Umbanda: Religião afro-brasileira nascida no Rio de Janeiro nos anos 20; fruto da mistura de crenças e rituais africanos e europeus. As raízes umbandistas encontram-se em duas religiões trazidas da África pelos escravos: a cabula, dos bantos, e o candomblé, da nação nagô. A umbanda considera o universo povoado de entidades espirituais, os guias, que entram em contato com os homens por intermédio de um iniciado (o médium), que os incorpora. Tais guias se apresentam por meio de figuras como o caboclo, o preto-velho e a pomba-gira. Os elementos africanos misturam-se ao catolicismo, criando a identificação de orixás com santos. Outra influência é o espiritismo kardecista, que acredita na possibilidade de contato entre vivos e mortos e na evolução espiritual após sucessivas vidas na Terra. Incorpora ainda ritos indígenas e práticas mágicas européias.
ATEÍSMO:
Postura filosófica baseada na negação da existência de qualquer deus. Dispensa a idéia de uma justificativa divina para a existência humana. Surge na Europa , na Antiguidade, mas permanece subjugado durante toda a Idade Média. Com o declínio do feudalismo, o ateísmo volta a ganhar força nos planos cultural, filosófico, político e social.
Na idade Moderna, durante o Renascimento, a idéia da negação de qualquer divindade e a recusa de explicações fundamentadas no sobrenatural, alia-se ao espírito racionalista - que prega a autonomia da razão - e à exaltação da ciência e do corpo.
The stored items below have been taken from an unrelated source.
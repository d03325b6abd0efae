//! Resolution pyramid extraction from a TIFF directory chain.
//!
//! A multi-resolution TIFF stores each level as its own directory, largest
//! first by convention but not by guarantee. Each level is either tiled
//! (independent fixed-size blocks, cheap region access) or striped
//! (horizontal bands). This module classifies directories into pyramid
//! levels, orders them large→small, and exposes the per-level pixel layout
//! the region reader walks.

use bytes::Bytes;

use crate::error::TiffError;
use crate::io::RangeReader;

use super::parser::{parse_directories, ByteOrder, Directory, DirectoryEntry, TiffHeader};
use super::parser::BIG_HEADER_LEN;
use super::tags::{CompressionScheme, Tag};

// =============================================================================
// Constants
// =============================================================================

/// Safety cap on directory-chain length (guards offset cycles).
const MAX_DIRECTORIES: usize = 64;

/// Levels must shrink by roughly a power of two; 20% slack absorbs rounding.
const DOWNSAMPLE_TOLERANCE: f64 = 0.2;

// =============================================================================
// Pixel Layout
// =============================================================================

/// How a level's pixel data is organized in the file.
#[derive(Debug, Clone, Copy, PartialEq, Eq)]
pub enum PixelLayout {
    /// Fixed-size independently coded blocks.
    Tiled { tile_width: u32, tile_height: u32 },

    /// Horizontal bands of `rows_per_strip` rows (last band may be shorter).
    Striped { rows_per_strip: u32 },
}

// =============================================================================
// Level
// =============================================================================

/// One resolution level of the pyramid.
#[derive(Debug, Clone)]
pub struct Level {
    /// Position in the pyramid after sorting (0 = full resolution).
    pub index: usize,

    /// Position of the backing directory in the file's chain.
    pub directory_index: usize,

    /// Level width in pixels.
    pub width: u32,

    /// Level height in pixels.
    pub height: u32,

    /// Tile or strip organization.
    pub layout: PixelLayout,

    /// Downsample relative to the full-resolution level (1.0 at level 0).
    pub downsample: f64,

    /// Compression scheme of the pixel data.
    pub compression: CompressionScheme,

    /// Bits per sample (first sample; mixed depths are not supported).
    pub bits_per_sample: u16,

    /// Components per pixel.
    pub samples_per_pixel: u16,

    /// Photometric interpretation tag value.
    pub photometric: u16,

    /// Predictor applied before LZW/Deflate.
    pub predictor: u16,

    /// Offsets array entry (tiles or strips, per layout).
    offsets_entry: DirectoryEntry,

    /// Byte-counts array entry.
    byte_counts_entry: DirectoryEntry,

    /// Shared JPEG tables, when tiles are abbreviated streams.
    jpeg_tables_entry: Option<DirectoryEntry>,

    /// Embedded ICC profile.
    icc_entry: Option<DirectoryEntry>,

    /// Native description blob, carried opaquely.
    description_entry: Option<DirectoryEntry>,
}

impl Level {
    /// Build a level from a directory, or `None` when it holds no usable
    /// pixel data (no dimensions, or neither tile nor strip arrays).
    fn from_directory(
        directory: &Directory,
        directory_index: usize,
        order: ByteOrder,
    ) -> Option<Self> {
        let width = directory.value_u32(Tag::ImageWidth, order)?;
        let height = directory.value_u32(Tag::ImageLength, order)?;
        if width == 0 || height == 0 {
            return None;
        }

        let (layout, offsets_entry, byte_counts_entry) = if directory.is_tiled() {
            let tile_width = directory.value_u32(Tag::TileWidth, order)?;
            let tile_height = directory.value_u32(Tag::TileLength, order)?;
            if tile_width == 0 || tile_height == 0 {
                return None;
            }
            (
                PixelLayout::Tiled {
                    tile_width,
                    tile_height,
                },
                directory.entry(Tag::TileOffsets)?.clone(),
                directory.entry(Tag::TileByteCounts)?.clone(),
            )
        } else if directory.is_striped() {
            let rows_per_strip = directory
                .value_u32(Tag::RowsPerStrip, order)
                .unwrap_or(height)
                .min(height)
                .max(1);
            (
                PixelLayout::Striped { rows_per_strip },
                directory.entry(Tag::StripOffsets)?.clone(),
                directory.entry(Tag::StripByteCounts)?.clone(),
            )
        } else {
            return None;
        };

        let compression = CompressionScheme::from_u16(
            directory.value_u16(Tag::Compression, order).unwrap_or(1),
        );

        // BitsPerSample is an array for multi-sample images; a single inline
        // value covers the common homogeneous case, and the array form is
        // resolved at load time.
        let bits_per_sample = directory.value_u16(Tag::BitsPerSample, order).unwrap_or(8);
        let samples_per_pixel = directory
            .value_u16(Tag::SamplesPerPixel, order)
            .unwrap_or(1);
        let photometric = directory
            .value_u16(Tag::PhotometricInterpretation, order)
            .unwrap_or(super::tags::photometric::BLACK_IS_ZERO);
        let predictor = directory
            .value_u16(Tag::Predictor, order)
            .unwrap_or(super::tags::predictor::NONE);

        Some(Level {
            index: 0,
            directory_index,
            width,
            height,
            layout,
            downsample: 1.0,
            compression,
            bits_per_sample,
            samples_per_pixel,
            photometric,
            predictor,
            offsets_entry,
            byte_counts_entry,
            jpeg_tables_entry: directory.entry(Tag::JpegTables).cloned(),
            icc_entry: directory.entry(Tag::IccProfile).cloned(),
            description_entry: directory.entry(Tag::ImageDescription).cloned(),
        })
    }

    /// Whether this level is tiled (vs striped).
    pub fn is_tiled(&self) -> bool {
        matches!(self.layout, PixelLayout::Tiled { .. })
    }

    /// Chunk grid dimensions: tiles across/down, or (1, strip count).
    pub fn chunk_grid(&self) -> (u32, u32) {
        match self.layout {
            PixelLayout::Tiled {
                tile_width,
                tile_height,
            } => (
                (self.width + tile_width - 1) / tile_width,
                (self.height + tile_height - 1) / tile_height,
            ),
            PixelLayout::Striped { rows_per_strip } => {
                (1, (self.height + rows_per_strip - 1) / rows_per_strip)
            }
        }
    }

    /// Nominal chunk dimensions (edge chunks may be smaller).
    pub fn chunk_size(&self) -> (u32, u32) {
        match self.layout {
            PixelLayout::Tiled {
                tile_width,
                tile_height,
            } => (tile_width, tile_height),
            PixelLayout::Striped { rows_per_strip } => (self.width, rows_per_strip),
        }
    }

    /// Linear chunk index for grid coordinates, if in bounds.
    pub fn chunk_index(&self, cx: u32, cy: u32) -> Option<u32> {
        let (across, down) = self.chunk_grid();
        if cx >= across || cy >= down {
            return None;
        }
        Some(cy * across + cx)
    }

    /// Actual pixel dimensions of the chunk at grid coordinates.
    pub fn chunk_dimensions(&self, cx: u32, cy: u32) -> Option<(u32, u32)> {
        let (across, down) = self.chunk_grid();
        if cx >= across || cy >= down {
            return None;
        }
        let (cw, ch) = self.chunk_size();
        let w = if cx == across - 1 {
            self.width - cx * cw
        } else {
            cw
        };
        let h = if cy == down - 1 {
            self.height - cy * ch
        } else {
            ch
        };
        Some((w, h))
    }
}

// =============================================================================
// Pyramid
// =============================================================================

/// A parsed multi-resolution TIFF.
#[derive(Debug, Clone)]
pub struct Pyramid {
    /// The file header (byte order, offset widths).
    pub header: TiffHeader,

    /// Levels ordered large→small; index 0 is full resolution.
    pub levels: Vec<Level>,
}

impl Pyramid {
    /// Parse the file structure and classify directories into levels.
    pub async fn parse(reader: &dyn RangeReader) -> Result<Self, TiffError> {
        let header_len = BIG_HEADER_LEN.min(reader.size() as usize);
        let header_bytes = reader.read_exact_at(0, header_len).await?;
        let header = TiffHeader::parse(&header_bytes, reader.size())?;

        let directories = parse_directories(reader, &header, MAX_DIRECTORIES).await?;

        let mut candidates: Vec<Level> = directories
            .iter()
            .enumerate()
            .filter_map(|(i, d)| Level::from_directory(d, i, header.byte_order))
            .collect();

        if candidates.is_empty() {
            return Err(TiffError::MissingTag("ImageWidth"));
        }

        // Largest area first; that image defines full resolution.
        candidates.sort_by(|a, b| {
            let area_a = a.width as u64 * a.height as u64;
            let area_b = b.width as u64 * b.height as u64;
            area_b.cmp(&area_a)
        });

        let base_width = candidates[0].width as f64;
        let mut levels = Vec::with_capacity(candidates.len());
        for mut level in candidates {
            let downsample = base_width / level.width as f64;
            if !is_pyramid_downsample(downsample, levels.len()) {
                continue;
            }
            level.index = levels.len();
            level.downsample = downsample;
            levels.push(level);
        }

        Ok(Pyramid { header, levels })
    }

    /// Number of resolution levels.
    pub fn level_count(&self) -> usize {
        self.levels.len()
    }

    /// Level by index.
    pub fn level(&self, index: usize) -> Option<&Level> {
        self.levels.get(index)
    }

    /// Full-resolution dimensions.
    pub fn dimensions(&self) -> Option<(u32, u32)> {
        self.levels.first().map(|l| (l.width, l.height))
    }
}

/// Whether a downsample factor can belong to the pyramid at this position.
///
/// Level 0 must be ~1.0; deeper levels must sit near a power of two.
fn is_pyramid_downsample(downsample: f64, position: usize) -> bool {
    if position == 0 {
        return (downsample - 1.0).abs() < 0.01;
    }
    let rounded = downsample.log2().round();
    if rounded < 1.0 {
        return false;
    }
    let ratio = downsample / 2.0_f64.powf(rounded);
    (1.0 - ratio).abs() < DOWNSAMPLE_TOLERANCE
}

// =============================================================================
// Level Data
// =============================================================================

/// Loaded chunk location arrays and per-level blobs for one level.
#[derive(Debug, Clone)]
pub struct LevelData {
    /// Byte offset of each chunk.
    pub offsets: Vec<u64>,

    /// Byte count of each chunk.
    pub byte_counts: Vec<u64>,

    /// Bits per sample, resolved from the array form when present.
    pub bits_per_sample: u16,

    /// Shared JPEG tables (abbreviated tile streams).
    pub jpeg_tables: Option<Bytes>,

    /// Embedded ICC profile.
    pub icc_profile: Option<Bytes>,

    /// Native description blob.
    pub description: Option<Bytes>,
}

impl LevelData {
    /// Fetch the offset/count arrays and metadata blobs for a level.
    pub async fn load(
        reader: &dyn RangeReader,
        level: &Level,
        header: &TiffHeader,
    ) -> Result<Self, TiffError> {
        let offsets = level.offsets_entry.read_u64s(reader, header).await?;
        let byte_counts = level.byte_counts_entry.read_u64s(reader, header).await?;

        let jpeg_tables = match level.jpeg_tables_entry {
            Some(ref entry) => Some(entry.read_bytes(reader, header).await?),
            None => None,
        };
        let icc_profile = match level.icc_entry {
            Some(ref entry) => Some(entry.read_bytes(reader, header).await?),
            None => None,
        };
        let description = match level.description_entry {
            Some(ref entry) => Some(entry.read_bytes(reader, header).await?),
            None => None,
        };

        Ok(LevelData {
            offsets,
            byte_counts,
            bits_per_sample: level.bits_per_sample,
            jpeg_tables,
            icc_profile,
            description,
        })
    }

    /// Location of a chunk by linear index.
    pub fn chunk_location(&self, index: u32) -> Option<(u64, u64)> {
        let i = index as usize;
        if i >= self.offsets.len() || i >= self.byte_counts.len() {
            return None;
        }
        Some((self.offsets[i], self.byte_counts[i]))
    }
}

// =============================================================================
// Tests
// =============================================================================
Na Idade Contemporânea, influencia correntes filosóficas e movimentos político-sociais, como o liberalismo, o anarquismo e o socialismo.
No fim do século XX os ateus somavam 15% da população mundial. A grande maioria, aproximadamente 732 milhões de pessoas, concentrava-se na Ásia.
Fonte: resumos extraídos de enciclopédias.